ZIMBABWE Parks and Wildlife Authority (Zimparks) rangers shot down an elephant after it fatally trampled a man who was taking selfies with the jumbo just outside Kwekwe, triggering a stampede by villagers for elephant meat.https://t.co/kGasDw8JM4 @Zimparks
— The Chronicle (@ChronicleZim) August 31, 2021
Zimparks Public Relations Manager Tinashe Farawo said that rangers had “no option” but to kill the elephant. “Communities are urged to stay away from the animals and minimise close contact with the animals,” Farawo also said, according to The Herald, and added that the incident “could have been avoided.”
Elephants Are Not Selfie Props
Had this man done the right thing—left wildlife in peace—this elephant would likely still be alive, hanging out with friends, spending hours grazing on grasses, taking mud baths, and doing other things that elephants enjoy in nature. Instead, he essentially signed both his own and this elephant’s death warrant, all for a photo op.
Please, Always Leave Wildlife in Peace
Originally posted on Feburary 27, 2016:
Last week, a baby dolphin died after being dragged from his or her ocean home and passed around for selfies by a crowd of eager tourists. The horrifying scene took place on a beach in Argentina and was documented on social media, sparking international outrage, and many people called for criminal charges to be brought against those responsible.
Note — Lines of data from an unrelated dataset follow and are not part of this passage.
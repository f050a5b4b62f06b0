//! Error types for the ticket sheet pipeline

use std::path::PathBuf;
use thiserror::Error;

/// Result type alias using our Error type
pub type Result<T> = std::result::Result<T, Error>;

/// Main error type for the ticket sheet pipeline
#[derive(Error, Debug)]
pub enum Error {
    /// PDF processing error
    #[error("PDF error: {0}")]
    Pdf(#[from] lopdf::Error),

    /// IO error
    #[error("IO error: {0}")]
    Io(#[from] std::io::Error),

    /// Manifest writing error
    #[error("CSV error: {0}")]
    Csv(#[from] csv::Error),

    /// File not found
    #[error("File not found: {}", .0.display())]
    FileNotFound(PathBuf),

    /// Invalid glob pattern
    #[error("Invalid glob pattern: {0}")]
    InvalidGlob(String),

    /// No files matched pattern
    #[error("No files found matching pattern: {0}")]
    NoFilesMatched(String),

    /// Invalid PDF (no pages)
    #[error("PDF has no pages: {}", .0.display())]
    EmptyPdf(PathBuf),

    /// Browser launch or page rasterization failed
    #[error("Rasterization failed for {page}: {message}")]
    Rasterize { page: String, message: String },

    /// An external program (merge tool, compressor) failed
    #[error("{tool} failed: {message}")]
    ExternalTool { tool: String, message: String },

    /// Rejected run configuration
    #[error("Invalid configuration: {0}")]
    InvalidConfig(String),

    /// General error
    #[error("{0}")]
    General(String),
}
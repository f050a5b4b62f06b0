//! Paginating label markup into temp files
//!
//! Pages are written as `chunks-temp-<last index>.txt`. The suffix is the absolute
//! index of the last item on the page, never a batch-local counter, so a directory
//! scan can always put pages back in item order.

use std::ops::Range;
use std::path::{Path, PathBuf};

use glob::glob;
use log::{debug, info, warn};

use crate::error::{Error, Result};
use crate::item::ItemSource;
use crate::progress::Progress;

/// Default number of labels per page
pub const DEFAULT_PAGE_SIZE: usize = 30;

const PAGE_PREFIX: &str = "chunks-temp-";
const PAGE_EXTENSION: &str = "txt";

/// Sort key of a page: the absolute index of its last item
#[derive(Debug, Clone, Copy, PartialEq, Eq, PartialOrd, Ord, Hash)]
pub struct PageKey {
    pub last_index: u64,
}

impl PageKey {
    pub fn new(last_index: u64) -> Self {
        Self { last_index }
    }

    /// File name this page is stored under
    pub fn file_name(&self) -> String {
        format!("{}{}.{}", PAGE_PREFIX, self.last_index, PAGE_EXTENSION)
    }

    /// Recover the key from a page file name
    ///
    /// The suffix is compared as a number, so `-9` orders before `-10`.
    pub fn from_path(path: &Path) -> Option<Self> {
        let stem = path.file_stem()?.to_str()?;
        let suffix = stem.rsplit('-').next()?;
        suffix.parse().ok().map(Self::new)
    }
}

/// A page of label markup on temp storage
#[derive(Debug, Clone, PartialEq, Eq)]
pub struct PageFile {
    pub key: PageKey,
    pub path: PathBuf,
    /// Labels on the page; recovered pages count as one
    pub items: u64,
}

/// Glob matching every page file in `dir`
pub fn page_pattern(dir: &Path) -> String {
    dir.join(format!("{}*.{}", PAGE_PREFIX, PAGE_EXTENSION))
        .display()
        .to_string()
}

/// Find page files matching `pattern`, ordered by their numeric key
///
/// Files whose names carry no numeric suffix are skipped with a warning.
pub fn scan_pages(pattern: &str) -> Result<Vec<PageFile>> {
    let entries = glob(pattern).map_err(|e| Error::InvalidGlob(format!("{}: {}", pattern, e)))?;

    let mut pages = Vec::new();
    for entry in entries {
        let path = entry.map_err(|e| Error::Io(e.into_error()))?;
        match PageKey::from_path(&path) {
            Some(key) => pages.push(PageFile { key, path, items: 1 }),
            None => warn!("Skipping {}: no page number in file name", path.display()),
        }
    }

    sort_pages(&mut pages);
    Ok(pages)
}

/// Order pages by ascending key
pub fn sort_pages(pages: &mut [PageFile]) {
    pages.sort_by_key(|page| page.key);
}

/// Writes label markup for a range of items as page files
pub struct TemplateBatcher {
    temp_dir: PathBuf,
    page_size: usize,
}

impl TemplateBatcher {
    pub fn new(temp_dir: impl Into<PathBuf>, page_size: usize) -> Self {
        Self {
            temp_dir: temp_dir.into(),
            page_size: page_size.max(1),
        }
    }

    /// Write pages for the half-open item range `range`
    ///
    /// A page is flushed when the item index is a multiple of the page size, and the
    /// trailing partial page is flushed when the range ends. At most one page of
    /// markup is held in memory. Indices the source cannot produce are skipped.
    pub fn write_range(
        &self,
        range: Range<u64>,
        source: &dyn ItemSource,
        progress: &mut Progress,
    ) -> Result<Vec<PageFile>> {
        info!("Creating text templates for items {}..{}", range.start, range.end);

        let mut pages = Vec::new();
        let mut buffer = String::new();
        let mut buffered = 0u64;
        let mut last_index = None;

        for index in range {
            match source.item(index) {
                Some(item) => {
                    buffer.push_str(&item.markup());
                    buffered += 1;
                    last_index = Some(index);
                }
                None => debug!("No item at index {}, skipping", index),
            }

            if index % self.page_size as u64 == 0 {
                if let Some(last) = last_index.take() {
                    pages.push(self.flush(last, &buffer, buffered)?);
                    buffer.clear();
                    buffered = 0;
                }
            }

            progress.tick();
        }

        if let Some(last) = last_index {
            pages.push(self.flush(last, &buffer, buffered)?);
        }

        Ok(pages)
    }

    fn flush(&self, last_index: u64, markup: &str, items: u64) -> Result<PageFile> {
        let key = PageKey::new(last_index);
        let path = self.temp_dir.join(key.file_name());
        std::fs::write(&path, markup)?;
        debug!("Wrote {} labels to {}", items, path.display());

        Ok(PageFile { key, path, items })
    }
}

#[cfg(test)]
mod tests {
    use super::*;
    use crate::item::{BarcodeSpec, InventoryItems};
    use chrono::NaiveDate;
    use tempfile::TempDir;

    fn source(count: u64) -> InventoryItems {
        InventoryItems {
            inventory: "F-100".to_string(),
            lot: "61208".to_string(),
            expiry: NaiveDate::from_ymd_opt(2022, 6, 30).unwrap(),
            count,
            barcode: BarcodeSpec::default(),
            logo: None,
        }
    }

    fn labels_in(path: &Path) -> Vec<u64> {
        let content = std::fs::read_to_string(path).unwrap();
        content
            .split("data-index=\"")
            .skip(1)
            .map(|rest| rest.split('"').next().unwrap().parse().unwrap())
            .collect()
    }

    #[test]
    fn test_full_pages() {
        let dir = TempDir::new().unwrap();
        let batcher = TemplateBatcher::new(dir.path(), 30);
        let mut progress = Progress::hidden(90);

        let pages = batcher.write_range(1..91, &source(300), &mut progress).unwrap();

        let keys: Vec<u64> = pages.iter().map(|p| p.key.last_index).collect();
        assert_eq!(keys, vec![30, 60, 90]);
        assert!(pages.iter().all(|p| p.items == 30));
        assert_eq!(progress.position(), 90);
    }

    #[test]
    fn test_suffix_is_max_index_in_page() {
        let dir = TempDir::new().unwrap();
        let batcher = TemplateBatcher::new(dir.path(), 30);
        let mut progress = Progress::hidden(90);

        let pages = batcher.write_range(91..181, &source(300), &mut progress).unwrap();

        for page in &pages {
            let indices = labels_in(&page.path);
            assert_eq!(*indices.iter().max().unwrap(), page.key.last_index);
            assert_eq!(PageKey::from_path(&page.path), Some(page.key));
        }
    }

    #[test]
    fn test_trailing_partial_page_is_flushed() {
        let dir = TempDir::new().unwrap();
        let batcher = TemplateBatcher::new(dir.path(), 30);
        let mut progress = Progress::hidden(50);

        let pages = batcher.write_range(1..51, &source(300), &mut progress).unwrap();

        let keys: Vec<u64> = pages.iter().map(|p| p.key.last_index).collect();
        assert_eq!(keys, vec![30, 50]);
        assert_eq!(pages[1].items, 20);
        assert_eq!(labels_in(&pages[1].path), (31..=50).collect::<Vec<_>>());
    }

    #[test]
    fn test_indices_beyond_source_are_skipped() {
        let dir = TempDir::new().unwrap();
        let batcher = TemplateBatcher::new(dir.path(), 30);
        let mut progress = Progress::hidden(90);

        let pages = batcher.write_range(271..361, &source(300), &mut progress).unwrap();

        assert_eq!(pages.len(), 1);
        assert_eq!(pages[0].key.last_index, 300);
        assert_eq!(pages[0].items, 30);
    }

    #[test]
    fn test_scan_sorts_numerically() {
        let dir = TempDir::new().unwrap();
        for n in [10, 9, 100, 2] {
            std::fs::write(dir.path().join(PageKey::new(n).file_name()), "").unwrap();
        }
        std::fs::write(dir.path().join("chunks-temp-notes.txt"), "").unwrap();

        let pages = scan_pages(&page_pattern(dir.path())).unwrap();

        let keys: Vec<u64> = pages.iter().map(|p| p.key.last_index).collect();
        assert_eq!(keys, vec![2, 9, 10, 100]);
    }

    #[test]
    fn test_key_from_path() {
        assert_eq!(
            PageKey::from_path(Path::new("/tmp/x/chunks-temp-42.txt")),
            Some(PageKey::new(42))
        );
        assert_eq!(PageKey::from_path(Path::new("/tmp/x/chunks-temp-.txt")), None);
        assert!(PageKey::new(9) < PageKey::new(10));
    }
}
Tiny #dolphin killed by crowd of beachgoers for #selfie in Argentina https://t.co/yFeyOHi7sA pic.twitter.com/Ku5tVHdUkw
— ABC News (@abcnews) February 18, 2016
Reports indicate that after the photos were taken, the animal’s body was unceremoniously discarded on the beach. The baby dolphin had apparently served his or her purpose, since the selfies had already been taken.Because of the callousness of this incident, you might think of it as an isolated event, fueled by a sort of mob mentality and misguided excitement over seeing a rare animal. Unfortunately, this isn’t the case.
Days later, in a different part of the world, a similar video surfaced of a man pulling a struggling shark from the ocean in Florida and pinning down the resistant animal while smiling for a photo. After he releases the shark, you can see the disoriented animal thrashing near the shore, unable to swim away or perhaps too traumatized by the incident to know what to do next. It is unclear whether the shark ultimately survived the encounter.
But animals suffering for photo ops is nothing new.
Baby tigers at the Tiger Temple in Thailand, for example, are often ripped from their mothers shortly after birth and subjected to extreme stress, and some are even physically abused, as money-hungry animal exhibitors force them to pose with smiling tourists. Once the tigers are no longer babies and become too large and dangerous to pose for pictures, they are typically shipped off to other roadside zoos and forgotten.
“Swim-with-dolphins” attractions are no better, as the animals are denied everything that is natural and important to them and forced to swim in claustrophobic pools. They often die prematurely. Just because dolphins always look like they’re smiling does not mean that they are actually happy and want to pose for your pictures.
Remember: Animals are not our selfie props. If there’s any risk that your photo is going to hurt or stress an animal, it’s not worth it.
What You Can Do
Never patronize any place that profits from exploiting animals, and leave wildlife in peace.